Page 201 - FINAL_The Sixteen Coverage Book 40th Anniversary Year
P. 201

It is certainly music of astonishing beauty and clarity, and it was impeccably performed under the baton of Harry
        Christophers (pictured above) with The Sixteen, Genesis Sixteen (effectively a boot camp for aspiring choristers), and the
        Scottish Chamber Orchestra. The symphony is broadly elegiac in tone, falling into three movements: "Ruah" (Hebrew for
        breath), "Zao" (Greek for living water) and "Igne vel Igne" (Latin for fire or fire). The texts come from the Bible, St John of the
        Cross, and the great creation hymn Veni Creator Spiritus by Rabanus Maurus (famously used in Mahler’s 8th symphony).
        The symphony begins imperceptibly with the sound of breathing – albeit interrupted by the clattering of a seat in the upper
        circle. To me, this conjured the vision of an immense seascape, into which pebbly interjections from the brass brought a
        feeling of increasing agitation, culminating in a grandiloquent choral setting of the word Ruah. Rhythmically simple, but
        harmonically dense with microtonal chromaticism, this first passionate outpouring with full orchestra, not unlike "Daybreak"
        from Ravel’s Daphnis and Chloe, sets the tone for the entire symphony – its melodic breadth and confidence mirrored in
        the movements to come.

        MacMillan has a Mahlerian capriciousness with his use of text – jumbling and jigsawing words from multiple sources and
        languages to create a seamless flow. But his choral writing is radiant and even if its influences are never far beneath the
        surface its originality is indisputable. On the word "spiritus", for example, bass voices hold a deep pedal note while the upper
        voices drift towards that melodic serenity we associate with Hildegard of Bingen. Later in the second movement, a 20-part
        polyphonic setting of "In novissimo autem" (from John in the Vulgate bible) is an exquisitely beautiful piece of a
        cappellawriting that will almost certainly be picked up by sophisticated choirs seeing to broaden their range.

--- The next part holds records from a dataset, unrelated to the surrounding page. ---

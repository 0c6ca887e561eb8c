// This file is part of the terraform-provider-previder project
//
// Copyright (C) ANEO, 2024-2024. All rights reserved.
//
// Licensed under the Apache License, Version 2.0 (the "License")
// you may not use this file except in compliance with the License.
// You may obtain a copy of the License at
//
//     http://www.apache.org/licenses/LICENSE-2.0
//
// Unless required by applicable law or agreed to in writing, software
// distributed under the License is distributed on an "AS IS" BASIS,
// WITHOUT WARRANTIES OR CONDITIONS OF ANY KIND, either express or implied.
// See the License for the specific language governing permissions and
// limitations under the License.

use async_trait::async_trait;

use tf_provider::schema::Schema;
use tf_provider::value::{Value, ValueEmpty};
use tf_provider::{AttributePath, Diagnostics, Resource};

use crate::previder_provider::ProviderData;
use crate::utils::{report, WithSchema, WithValidate};

use super::reconcile;
use super::state::KubernetesClusterState;

#[derive(Debug, Clone)]
pub struct KubernetesClusterResource {
    data: ProviderData,
}

impl KubernetesClusterResource {
    pub fn new(data: ProviderData) -> Self {
        Self { data }
    }
}

#[async_trait]
impl Resource for KubernetesClusterResource {
    type State<'a> = KubernetesClusterState<'a>;
    type PrivateState<'a> = ValueEmpty;
    type ProviderMetaState<'a> = ValueEmpty;

    fn schema(&self, _diags: &mut Diagnostics) -> Option<Schema> {
        Some(KubernetesClusterState::schema())
    }

    async fn validate<'a>(&self, diags: &mut Diagnostics, config: Self::State<'a>) -> Option<()> {
        config.validate(diags, AttributePath::root());
        if diags.errors.is_empty() {
            Some(())
        } else {
            None
        }
    }

    async fn read<'a>(
        &self,
        diags: &mut Diagnostics,
        state: Self::State<'a>,
        private_state: Self::PrivateState<'a>,
        _provider_meta_state: Self::ProviderMetaState<'a>,
    ) -> Option<(Self::State<'a>, Self::PrivateState<'a>)> {
        let Some(rc) = self.data.reconciler_or_report(diags).await else {
            return Some((state, private_state));
        };

        let fetched = reconcile::read(&rc, state.id.as_str()).await;
        match fetched {
            Ok(Some((cluster, kubeconfig))) => {
                let mut state = state;
                state.refresh(&cluster, kubeconfig.as_deref());
                Some((state, private_state))
            }
            Ok(None) => None,
            Err(err) => {
                report(diags, "Failed to read Kubernetes cluster", &err, AttributePath::new("id"));
                Some((state, private_state))
            }
        }
    }

    async fn plan_create<'a>(
        &self,
        _diags: &mut Diagnostics,
        proposed_state: Self::State<'a>,
        _config_state: Self::State<'a>,
        _provider_meta_state: Self::ProviderMetaState<'a>,
    ) -> Option<(Self::State<'a>, Self::PrivateState<'a>)> {
        let mut state = proposed_state;
        state.plan_computed(None);

        Some((state, Default::default()))
    }

    async fn plan_update<'a>(
        &self,
        _diags: &mut Diagnostics,
        prior_state: Self::State<'a>,
        proposed_state: Self::State<'a>,
        config_state: Self::State<'a>,
        prior_private_state: Self::PrivateState<'a>,
        _provider_meta_state: Self::ProviderMetaState<'a>,
    ) -> Option<(Self::State<'a>, Self::PrivateState<'a>, Vec<AttributePath>)> {
        let mut trigger_replace = Vec::new();
        if !config_state.cni.is_null() && config_state.cni != prior_state.cni {
            trigger_replace.push(AttributePath::new("cni"));
        }
        if !config_state.network.is_null() && config_state.network != prior_state.network {
            trigger_replace.push(AttributePath::new("network"));
        }
        if !config_state.vips.is_null() && config_state.vips != prior_state.vips {
            trigger_replace.push(AttributePath::new("vips"));
        }

        let mut state = proposed_state;
        state.plan_computed(Some(&prior_state));

        Some((state, prior_private_state, trigger_replace))
    }

    async fn plan_destroy<'a>(
        &self,
        _diags: &mut Diagnostics,
        _prior_state: Self::State<'a>,
        prior_private_state: Self::PrivateState<'a>,
        _provider_meta_state: Self::ProviderMetaState<'a>,
    ) -> Option<Self::PrivateState<'a>> {
        Some(prior_private_state)
    }

    async fn create<'a>(
        &self,
        diags: &mut Diagnostics,
        planned_state: Self::State<'a>,
        _config_state: Self::State<'a>,
        private_state: Self::PrivateState<'a>,
        _provider_meta_state: Self::ProviderMetaState<'a>,
    ) -> Option<(Self::State<'a>, Self::PrivateState<'a>)> {
        let spec = match planned_state.spec() {
            Ok(spec) => spec,
            Err(err) => {
                report(diags, "Error creating Kubernetes Cluster", &err, AttributePath::root());
                return None;
            }
        };
        let rc = self.data.reconciler_or_report(diags).await?;

        let id = match reconcile::create(&rc, &spec).await {
            Ok(id) => id,
            Err(err) => {
                report(diags, "Error creating Kubernetes Cluster", &err, AttributePath::root());
                return None;
            }
        };

        let mut state = planned_state.clone();
        match reconcile::wait_ready(&rc, &id).await {
            Ok((cluster, kubeconfig)) => state.refresh(&cluster, kubeconfig.as_deref()),
            Err(err) => {
                report(diags, "Error waiting for Kubernetes Cluster", &err, AttributePath::root());
                state = KubernetesClusterState::created(&id, &planned_state);
            }
        }

        Some((state, private_state))
    }

    async fn update<'a>(
        &self,
        diags: &mut Diagnostics,
        prior_state: Self::State<'a>,
        planned_state: Self::State<'a>,
        _config_state: Self::State<'a>,
        private_state: Self::PrivateState<'a>,
        _provider_meta_state: Self::ProviderMetaState<'a>,
    ) -> Option<(Self::State<'a>, Self::PrivateState<'a>)> {
        let specs = prior_state.spec().and_then(|prior| Ok((prior, planned_state.spec()?)));
        let (prior, spec) = match specs {
            Ok(specs) => specs,
            Err(err) => {
                report(diags, "Error updating Kubernetes Cluster", &err, AttributePath::root());
                return None;
            }
        };
        let rc = self.data.reconciler_or_report(diags).await?;

        let updated = reconcile::update(&rc, prior_state.id.as_str(), &prior, &spec).await;
        match updated {
            Ok((cluster, kubeconfig)) => {
                let mut state = planned_state;
                state.refresh(&cluster, kubeconfig.as_deref());
                Some((state, private_state))
            }
            Err(err) => {
                report(diags, "Error updating Kubernetes Cluster", &err, AttributePath::root());
                None
            }
        }
    }

    async fn destroy<'a>(
        &self,
        diags: &mut Diagnostics,
        state: Self::State<'a>,
        _private_state: Self::PrivateState<'a>,
        _provider_meta_state: Self::ProviderMetaState<'a>,
    ) -> Option<()> {
        let rc = self.data.reconciler_or_report(diags).await?;

        if let Err(err) = reconcile::delete(&rc, state.id.as_str()).await {
            report(diags, "Error deleting Kubernetes Cluster", &err, AttributePath::root());
            return None;
        }
        Some(())
    }

    async fn import<'a>(
        &self,
        diags: &mut Diagnostics,
        id: String,
    ) -> Option<(Self::State<'a>, Self::PrivateState<'a>)> {
        let rc = self.data.reconciler_or_report(diags).await?;

        match reconcile::read(&rc, &id).await {
            Ok(Some((cluster, kubeconfig))) => {
                let mut state = KubernetesClusterState::default();
                state.refresh(&cluster, kubeconfig.as_deref());
                Some((state, Value::Null))
            }
            Ok(None) => {
                diags.root_error("Kubernetes cluster not found", format!("No Kubernetes cluster with id {id}"));
                None
            }
            Err(err) => {
                report(diags, "Failed to import Kubernetes cluster", &err, AttributePath::root());
                None
            }
        }
    }
}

        In the third movement the same applies to arguably an even more gorgeous setting of "O living flame of love" (St John of the
        Cross), whose only disappointment was that it was not repeated when the words return at the very end of the symphony.

        As befits a choral symphony, it is the chorus (pictured above) that steals this show; whether on their own, or accompanied,
        as in the gracious setting of "The wind blows" (John), The Sixteen and their cohorts sounded magnificent. I have made no
        mention of the four superb soloists drawn from the choir who come forward in the second movement for melismatic and
        romantic settings of watery words, and little mention of the virtuosic orchestra, a fitting and textural counterpoint to the lavish
        choral writing. All in all a wonderful piece that I hope to hear again.